- [Work item] Pick out each line below containing "Some".

(Collected data)
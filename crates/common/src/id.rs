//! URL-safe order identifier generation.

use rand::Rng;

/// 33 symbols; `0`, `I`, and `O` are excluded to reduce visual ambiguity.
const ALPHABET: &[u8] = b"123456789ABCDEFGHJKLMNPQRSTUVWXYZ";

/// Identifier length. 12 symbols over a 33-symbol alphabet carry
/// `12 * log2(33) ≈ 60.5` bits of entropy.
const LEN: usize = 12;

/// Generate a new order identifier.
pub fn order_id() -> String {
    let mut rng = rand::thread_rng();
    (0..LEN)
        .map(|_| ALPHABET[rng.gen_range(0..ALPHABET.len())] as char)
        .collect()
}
---
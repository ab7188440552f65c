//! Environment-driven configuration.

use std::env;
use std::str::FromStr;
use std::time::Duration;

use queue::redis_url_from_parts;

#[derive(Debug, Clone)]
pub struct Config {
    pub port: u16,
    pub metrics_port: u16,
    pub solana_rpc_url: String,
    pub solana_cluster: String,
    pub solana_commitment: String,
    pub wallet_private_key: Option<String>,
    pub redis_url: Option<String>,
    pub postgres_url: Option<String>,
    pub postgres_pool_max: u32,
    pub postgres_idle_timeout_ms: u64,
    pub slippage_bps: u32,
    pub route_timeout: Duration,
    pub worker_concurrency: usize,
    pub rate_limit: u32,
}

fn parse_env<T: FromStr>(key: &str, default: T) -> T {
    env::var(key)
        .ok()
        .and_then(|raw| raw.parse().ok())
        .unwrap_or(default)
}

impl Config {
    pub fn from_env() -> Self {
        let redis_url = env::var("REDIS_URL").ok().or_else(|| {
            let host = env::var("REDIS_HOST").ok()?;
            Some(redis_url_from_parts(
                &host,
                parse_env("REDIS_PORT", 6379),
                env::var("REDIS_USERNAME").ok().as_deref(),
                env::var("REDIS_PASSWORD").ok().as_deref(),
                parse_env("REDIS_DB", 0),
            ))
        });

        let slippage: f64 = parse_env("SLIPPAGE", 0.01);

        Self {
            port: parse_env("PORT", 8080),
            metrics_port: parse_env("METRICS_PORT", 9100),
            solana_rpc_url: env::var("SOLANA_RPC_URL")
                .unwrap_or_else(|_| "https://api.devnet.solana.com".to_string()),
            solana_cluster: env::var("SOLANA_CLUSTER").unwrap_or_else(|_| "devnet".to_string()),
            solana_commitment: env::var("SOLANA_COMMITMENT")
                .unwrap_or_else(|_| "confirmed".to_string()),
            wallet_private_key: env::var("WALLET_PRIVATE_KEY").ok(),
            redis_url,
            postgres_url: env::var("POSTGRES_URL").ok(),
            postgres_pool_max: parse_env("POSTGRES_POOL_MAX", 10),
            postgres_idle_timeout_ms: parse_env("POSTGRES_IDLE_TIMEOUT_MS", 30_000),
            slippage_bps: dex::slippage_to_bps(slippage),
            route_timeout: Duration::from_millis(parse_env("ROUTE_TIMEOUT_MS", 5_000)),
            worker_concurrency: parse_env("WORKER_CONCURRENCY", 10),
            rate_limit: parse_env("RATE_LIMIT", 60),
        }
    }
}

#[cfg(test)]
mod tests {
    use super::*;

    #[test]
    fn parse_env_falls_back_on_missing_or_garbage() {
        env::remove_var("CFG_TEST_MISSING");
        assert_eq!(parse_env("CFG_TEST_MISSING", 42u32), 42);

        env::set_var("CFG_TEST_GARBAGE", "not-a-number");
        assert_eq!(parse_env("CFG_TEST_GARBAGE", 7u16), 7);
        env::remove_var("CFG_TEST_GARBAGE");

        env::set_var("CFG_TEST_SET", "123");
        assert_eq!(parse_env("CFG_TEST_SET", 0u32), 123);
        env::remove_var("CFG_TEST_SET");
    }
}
--
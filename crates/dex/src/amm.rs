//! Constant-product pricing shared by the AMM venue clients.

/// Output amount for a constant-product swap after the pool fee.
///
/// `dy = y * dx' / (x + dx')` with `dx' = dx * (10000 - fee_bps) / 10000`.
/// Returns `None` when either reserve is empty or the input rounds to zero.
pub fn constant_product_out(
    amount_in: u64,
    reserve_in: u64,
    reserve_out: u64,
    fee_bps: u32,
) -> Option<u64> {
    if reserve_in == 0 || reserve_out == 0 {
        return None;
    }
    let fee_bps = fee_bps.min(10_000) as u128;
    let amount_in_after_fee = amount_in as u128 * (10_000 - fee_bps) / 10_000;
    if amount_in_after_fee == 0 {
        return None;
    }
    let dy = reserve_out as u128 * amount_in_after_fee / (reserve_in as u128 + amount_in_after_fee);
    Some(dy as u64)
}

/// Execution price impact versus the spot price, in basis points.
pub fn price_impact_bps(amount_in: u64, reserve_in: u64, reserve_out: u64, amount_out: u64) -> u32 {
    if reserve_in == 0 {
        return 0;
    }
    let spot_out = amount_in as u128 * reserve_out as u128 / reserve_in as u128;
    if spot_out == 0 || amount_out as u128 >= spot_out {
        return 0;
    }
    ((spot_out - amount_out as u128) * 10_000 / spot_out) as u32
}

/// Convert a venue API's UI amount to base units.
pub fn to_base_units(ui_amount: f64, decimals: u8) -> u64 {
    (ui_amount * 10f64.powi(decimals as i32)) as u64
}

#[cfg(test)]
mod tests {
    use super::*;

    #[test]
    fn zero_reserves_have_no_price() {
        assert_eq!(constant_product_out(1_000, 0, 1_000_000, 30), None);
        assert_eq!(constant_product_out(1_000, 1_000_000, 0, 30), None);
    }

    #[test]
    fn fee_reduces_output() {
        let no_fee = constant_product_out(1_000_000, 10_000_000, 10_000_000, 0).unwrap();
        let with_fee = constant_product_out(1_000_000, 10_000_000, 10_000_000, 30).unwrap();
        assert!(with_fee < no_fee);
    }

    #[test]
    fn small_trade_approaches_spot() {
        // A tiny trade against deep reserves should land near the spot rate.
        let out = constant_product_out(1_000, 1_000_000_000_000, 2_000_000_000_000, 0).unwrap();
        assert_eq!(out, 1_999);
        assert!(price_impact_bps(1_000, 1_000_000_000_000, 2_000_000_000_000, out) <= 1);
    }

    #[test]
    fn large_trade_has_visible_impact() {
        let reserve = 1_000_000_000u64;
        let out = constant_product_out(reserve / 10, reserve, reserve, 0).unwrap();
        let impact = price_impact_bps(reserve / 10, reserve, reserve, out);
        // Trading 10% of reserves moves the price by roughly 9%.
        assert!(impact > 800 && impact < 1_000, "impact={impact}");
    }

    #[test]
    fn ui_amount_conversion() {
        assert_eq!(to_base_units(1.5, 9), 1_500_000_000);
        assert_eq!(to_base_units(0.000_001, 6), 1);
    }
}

- [Written solution]
            Some(redis_url_from_parts(
    Some(dy as u64)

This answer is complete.